WHAT IS REQUIRED:
Repeat word for word, please, only the lines from the one that includes "pub fn run_id(&self)" through the final line of the data.

Collected data:
use uuid::Uuid;

use crate::classify::classify;
use crate::error::AppError;
use crate::filter::{ALLOWED_LOCATIONS, accept};
use crate::normalize::normalize;
use crate::posting::NewJob;
use crate::provider::{ActorProvider, FallbackProvider, ProviderChain};
use crate::run::{RunOutcome, RunStatus};
use crate::run_lock::RunLocks;
use crate::source::Source;
use crate::traits::{JobStore, RunLogger, RunStore, SourceStore};

/// Drives one run of one source: fetch → normalize → classify → filter →
/// persist → finalize, writing run-log entries and updating the source's
/// status record throughout.
///
/// Generic over all external dependencies via traits, enabling dependency
/// injection and testability without real provider or database calls.
pub struct ScrapeOrchestrator<P, B, S, R, J>
where
    P: ActorProvider,
    B: FallbackProvider,
    S: SourceStore,
    R: RunStore,
    J: JobStore,
{
    chain: ProviderChain<P, B>,
    sources: S,
    runs: R,
    jobs: J,
    locks: RunLocks,
}

impl<P, B, S, R, J> ScrapeOrchestrator<P, B, S, R, J>
where
    P: ActorProvider,
    B: FallbackProvider,
    S: SourceStore,
    R: RunStore,
    J: JobStore,
{
    pub fn new(chain: ProviderChain<P, B>, sources: S, runs: R, jobs: J, locks: RunLocks) -> Self {
        Self {
            chain,
            sources,
            runs,
            jobs,
            locks,
        }
    }

    /// Run the full pipeline for a source.
    ///
    /// An unknown source or a run already in flight is rejected before any
    /// run row is created. After that, every outcome finalizes the run row
    /// and the source's status record exactly once.
    pub async fn run_source(&self, source_id: Uuid) -> Result<RunOutcome, AppError> {
        let source = self
            .sources
            .get_source(source_id)
            .await?
            .ok_or(AppError::SourceNotFound(source_id))?;

        let _guard = self
            .locks
            .acquire(source_id)
            .ok_or(AppError::RunInProgress(source_id))?;

        let run_id = self.runs.create_run(source_id, "Starting scrape...").await?;

        // The run row exists from here on; any exit must finalize it so no
        // row is left in `running` without a completion timestamp.
        if let Err(err) = self.sources.mark_running(source_id).await {
            let message = err.to_string();
            if let Err(db_err) = self
                .runs
                .finalize_run(run_id, RunStatus::Error, 0, 0, Some(&message))
                .await
            {
                tracing::warn!(%run_id, error = %db_err, "Failed to finalize errored run");
            }
            return Err(err);
        }

        tracing::info!(%run_id, %source_id, source = %source.name, "Scrape run started");
        let logger = RunLogger::new(self.runs.clone(), run_id);

        match self.process(&source, &logger).await {
            Ok((jobs_found, jobs_inserted)) => {
                self.runs
                    .finalize_run(run_id, RunStatus::Success, jobs_found, jobs_inserted, None)
                    .await?;
                self.sources.mark_succeeded(source_id).await?;
                tracing::info!(%run_id, jobs_found, jobs_inserted, "Scrape run succeeded");
                Ok(RunOutcome {
                    run_id,
                    jobs_found,
                    jobs_inserted,
                })
            }
            Err((err, jobs_found, jobs_inserted)) => {
                let message = err.to_string();
                logger.log(format!("Error: {message}")).await;

                // Counts accumulated before the failure are preserved in
                // the run row; finalization failures must not mask the
                // original error.
                if let Err(db_err) = self
                    .runs
                    .finalize_run(
                        run_id,
                        RunStatus::Error,
                        jobs_found,
                        jobs_inserted,
                        Some(&message),
                    )
                    .await
                {
                    tracing::warn!(%run_id, error = %db_err, "Failed to finalize errored run");
                }
                if let Err(db_err) = self.sources.mark_failed(source_id, &message).await {
                    tracing::warn!(%source_id, error = %db_err, "Failed to record source error");
                }

                tracing::warn!(%run_id, error = %message, "Scrape run failed");
                Err(err)
            }
        }
    }

    /// Fetch and process items, returning `(jobs_found, jobs_inserted)`.
    /// Errors carry the counts accumulated before the failure.
    async fn process(
        &self,
        source: &Source,
        logger: &RunLogger<R>,
    ) -> Result<(u32, u32), (AppError, u32, u32)> {
        let report = self
            .chain
            .fetch(source, logger)
            .await
            .map_err(|e| (e, 0, 0))?;

        let jobs_found = report.items.len() as u32;
        logger
            .log(format!("Processing {jobs_found} potential jobs"))
            .await;

        let mut jobs_inserted = 0u32;
        for item in &report.items {
            let raw = normalize(item, &source.url);
            let posting = classify(&raw, &source.url);

            if !accept(&posting, &source.url) {
                continue;
            }

            let job = NewJob::from_classified(&posting, source.id, &source.name, ALLOWED_LOCATIONS);
            match self.jobs.insert_job(&job).await {
                Ok(job_id) => {
                    jobs_inserted += 1;
                    tracing::debug!(%job_id, title = %job.title, "Inserted job");
                }
                // A single failed insert does not abort the run; the item
                // is simply not counted.
                Err(e) => {
                    tracing::warn!(title = %job.title, error = %e, "Failed to insert job, skipping");
                }
            }
        }

        logger
            .log(format!("Inserted {jobs_inserted} jobs after filtering"))
            .await;

        Ok((jobs_found, jobs_inserted))
    }
}
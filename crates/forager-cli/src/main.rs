use std::path::PathBuf;

use anyhow::{Context, Result};
use clap::{Parser, Subcommand};
use tracing_subscriber::EnvFilter;
use uuid::Uuid;

use forager_client::ProviderConfig;
use forager_core::provider::ProviderChain;
use forager_core::{RunLocks, ScrapeOrchestrator};
use forager_db::{Database, DatabaseConfig, JobQuery};

#[derive(Parser)]
#[command(name = "forager", version, about = "Job posting ingestion pipeline")]
struct Cli {
    #[command(subcommand)]
    command: Commands,
}

#[derive(Subcommand)]
enum Commands {
    /// List configured sources with their last run status
    Sources,

    /// Run the full scrape pipeline for one source
    Run {
        /// Source ID to scrape
        #[arg(short, long)]
        source_id: Uuid,
    },

    /// Show recent runs and their log entries for a source
    Runs {
        /// Source ID
        #[arg(short, long)]
        source_id: Uuid,

        /// Number of runs to show
        #[arg(short, long, default_value_t = 10)]
        limit: usize,
    },

    /// Export accepted jobs to a CSV file
    Export {
        /// Output file path
        #[arg(short, long)]
        output: PathBuf,

        /// Comma-separated exact location matches
        #[arg(long)]
        locations: Option<String>,

        /// Minimum accepted OTE floor
        #[arg(long)]
        ote_min: Option<i64>,

        /// Maximum accepted OTE ceiling
        #[arg(long)]
        ote_max: Option<i64>,

        /// Comma-separated tag substrings
        #[arg(long)]
        tags: Option<String>,

        /// Only jobs from this source
        #[arg(long)]
        source_id: Option<Uuid>,
    },
}

#[tokio::main]
async fn main() -> Result<()> {
    // Load .env if present
    let _ = dotenvy::dotenv();

    tracing_subscriber::fmt()
        .with_env_filter(EnvFilter::from_default_env().add_directive("forager=info".parse()?))
        .with_target(false)
        .with_writer(std::io::stderr)
        .init();

    let cli = Cli::parse();

    match cli.command {
        Commands::Sources => {
            let db = connect_db().await?;
            cmd_sources(&db).await?;
        }
        Commands::Run { source_id } => {
            let db = connect_db().await?;
            cmd_run(&db, source_id).await?;
        }
        Commands::Runs { source_id, limit } => {
            let db = connect_db().await?;
            cmd_runs(&db, source_id, limit).await?;
        }
        Commands::Export {
            output,
            locations,
            ote_min,
            ote_max,
            tags,
            source_id,
        } => {
            let db = connect_db().await?;
            let query = JobQuery {
                locations: split_csv(locations.as_deref()),
                ote_min,
                ote_max,
                tags: split_csv(tags.as_deref()),
                source_id,
            };
            cmd_export(&db, &query, &output).await?;
        }
    }

    Ok(())
}

/// Connect to PostgreSQL using DATABASE_URL and run pending migrations.
async fn connect_db() -> Result<Database> {
    let config = DatabaseConfig::from_env().map_err(|e| anyhow::anyhow!(e))?;
    let db = Database::connect(&config)
        .await
        .context("Failed to connect to database")?;
    db.migrate().await.map_err(|e| anyhow::anyhow!(e))?;
    Ok(db)
}

fn split_csv(value: Option<&str>) -> Vec<String> {
    value
        .map(|v| {
            v.split(',')
                .map(str::trim)
                .filter(|s| !s.is_empty())
                .map(String::from)
                .collect()
        })
        .unwrap_or_default()
}

async fn cmd_sources(db: &Database) -> Result<()> {
    let sources = db
        .source_repo()
        .list_sources()
        .await
        .map_err(|e| anyhow::anyhow!(e))?;

    if sources.is_empty() {
        println!("No sources configured");
        return Ok(());
    }

    for source in &sources {
        let last_run = source
            .last_run_at
            .map(|t| t.format("%Y-%m-%d %H:%M:%S UTC").to_string())
            .unwrap_or_else(|| "never".to_string());

        println!(
            "  [{}] {} — {} (last run: {}, status: {})",
            source.id, source.name, source.url, last_run, source.last_status,
        );
        if let Some(error) = &source.last_error {
            println!("      last error: {error}");
        }
    }

    println!("\nTotal: {} sources", sources.len());
    Ok(())
}

async fn cmd_run(db: &Database, source_id: Uuid) -> Result<()> {
    let providers = ProviderConfig::from_env();
    let chain = ProviderChain::new(
        providers.apify_client().map_err(|e| anyhow::anyhow!(e))?,
        providers
            .browseruse_client()
            .map_err(|e| anyhow::anyhow!(e))?,
    );

    let orchestrator = ScrapeOrchestrator::new(
        chain,
        db.source_repo(),
        db.run_repo(),
        db.job_repo(),
        RunLocks::default(),
    );

    tracing::info!(%source_id, "Starting scrape run");
    let outcome = orchestrator
        .run_source(source_id)
        .await
        .map_err(|e| anyhow::anyhow!(e))?;

    println!(
        "Run {} complete: {} jobs found, {} inserted after filtering",
        outcome.run_id, outcome.jobs_found, outcome.jobs_inserted,
    );
    Ok(())
}

async fn cmd_runs(db: &Database, source_id: Uuid, limit: usize) -> Result<()> {
    let runs = db
        .run_repo()
        .recent_runs(source_id, limit)
        .await
        .map_err(|e| anyhow::anyhow!(e))?;

    if runs.is_empty() {
        println!("No runs found for source {source_id}");
        return Ok(());
    }

    for run in &runs {
        println!(
            "  [{}] {} — {} ({} found, {} inserted)",
            run.status,
            run.started_at.format("%Y-%m-%d %H:%M:%S UTC"),
            run.id,
            run.jobs_found,
            run.jobs_inserted,
        );
        for entry in &run.log_entries {
            println!("      {entry}");
        }
        if let Some(error) = &run.error_message {
            println!("      error: {error}");
        }
    }

    println!("\nTotal: {} runs", runs.len());
    Ok(())
}

async fn cmd_export(db: &Database, query: &JobQuery, output: &PathBuf) -> Result<()> {
    let jobs = db
        .job_repo()
        .list_jobs(query)
        .await
        .map_err(|e| anyhow::anyhow!(e))?;

    let file = std::fs::File::create(output)
        .with_context(|| format!("Failed to create {}", output.display()))?;
    write_jobs_csv(file, &jobs)?;

    println!("Exported {} jobs to {}", jobs.len(), output.display());
    Ok(())
}

fn write_jobs_csv<W: std::io::Write>(out: W, jobs: &[forager_core::Job]) -> Result<()> {
    let mut writer = csv::Writer::from_writer(out);

    writer.write_record([
        "Title",
        "Company",
        "Company Size",
        "OTE Min",
        "OTE Max",
        "Location",
        "Tags",
        "Apply URL",
        "Source",
    ])?;

    for job in jobs {
        writer.write_record([
            job.title.as_str(),
            job.company.as_str(),
            &job.company_size.map(|v| v.to_string()).unwrap_or_default(),
            &job.ote_min.map(|v| v.to_string()).unwrap_or_default(),
            &job.ote_max.map(|v| v.to_string()).unwrap_or_default(),
            job.location.as_str(),
            &job.tags.join("; "),
            job.apply_url.as_str(),
            job.source_name.as_str(),
        ])?;
    }

    writer.flush()?;
    Ok(())
}
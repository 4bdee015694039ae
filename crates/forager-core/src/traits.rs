use std::future::Future;

use uuid::Uuid;

use crate::error::AppError;
use crate::posting::NewJob;
use crate::run::{RunStatus, ScrapeRun};
use crate::source::Source;

/// Reads sources and records run outcomes on them.
///
/// Only the orchestrator calls the `mark_*` methods; source creation and
/// deletion belong to source management outside the pipeline.
pub trait SourceStore: Send + Sync + Clone {
    fn get_source(
        &self,
        id: Uuid,
    ) -> impl Future<Output = Result<Option<Source>, AppError>> + Send;

    /// Set `last_status = running` and stamp `last_run_at`.
    fn mark_running(&self, id: Uuid) -> impl Future<Output = Result<(), AppError>> + Send;

    /// Set `last_status = success` and clear `last_error`.
    fn mark_succeeded(&self, id: Uuid) -> impl Future<Output = Result<(), AppError>> + Send;

    /// Set `last_status = error` with the message recorded.
    fn mark_failed(
        &self,
        id: Uuid,
        error: &str,
    ) -> impl Future<Output = Result<(), AppError>> + Send;
}

/// Persists scrape runs and their ordered diagnostic logs.
///
/// Implementations must serialize `append_log` per run id (an atomic
/// array append in SQL, a mutex in the mock) so concurrent appends never
/// lose entries.
pub trait RunStore: Send + Sync + Clone {
    /// Create a run in `running` with its first log entry. Returns the run id.
    fn create_run(
        &self,
        source_id: Uuid,
        first_entry: &str,
    ) -> impl Future<Output = Result<Uuid, AppError>> + Send;

    fn append_log(
        &self,
        run_id: Uuid,
        entry: &str,
    ) -> impl Future<Output = Result<(), AppError>> + Send;

    /// Finalize a run exactly once: set the terminal status, counts,
    /// completion timestamp, and optional error message.
    fn finalize_run(
        &self,
        run_id: Uuid,
        status: RunStatus,
        jobs_found: u32,
        jobs_inserted: u32,
        error_message: Option<&str>,
    ) -> impl Future<Output = Result<(), AppError>> + Send;

    /// Most recent runs for a source, newest first.
    fn recent_runs(
        &self,
        source_id: Uuid,
        limit: usize,
    ) -> impl Future<Output = Result<Vec<ScrapeRun>, AppError>> + Send;
}

/// Persists accepted postings. No deduplication: re-scraping the same
/// upstream item creates a new row each time.
pub trait JobStore: Send + Sync + Clone {
    fn insert_job(&self, job: &NewJob) -> impl Future<Output = Result<Uuid, AppError>> + Send;
}

/// Appends diagnostics to one run's log.
///
/// Append failures are swallowed with a warning: observability must never
/// abort a run.
#[derive(Clone)]
pub struct RunLogger<R: RunStore> {
    store: R,
    run_id: Uuid,
}

impl<R: RunStore> RunLogger<R> {
    pub fn new(store: R, run_id: Uuid) -> Self {
        Self { store, run_id }
    }

    pub fn run_id(&self) -> Uuid {
        self.run_id
    }

    pub async fn log(&self, message: impl Into<String>) {
        let message = message.into();
        tracing::debug!(run_id = %self.run_id, "{message}");
        if let Err(e) = self.store.append_log(self.run_id, &message).await {
            tracing::warn!(run_id = %self.run_id, error = %e, "Failed to append run log entry");
        }
    }
}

SOLUTION FOR THIS TASK:
    pub fn run_id(&self) -> Uuid {
        self.run_id
    }

    pub async fn log(&self, message: impl Into<String>) {
        let message = message.into();
        tracing::debug!(run_id = %self.run_id, "{message}");
        if let Err(e) = self.store.append_log(self.run_id, &message).await {
            tracing::warn!(run_id = %self.run_id, error = %e, "Failed to append run log entry");
        }
    }
}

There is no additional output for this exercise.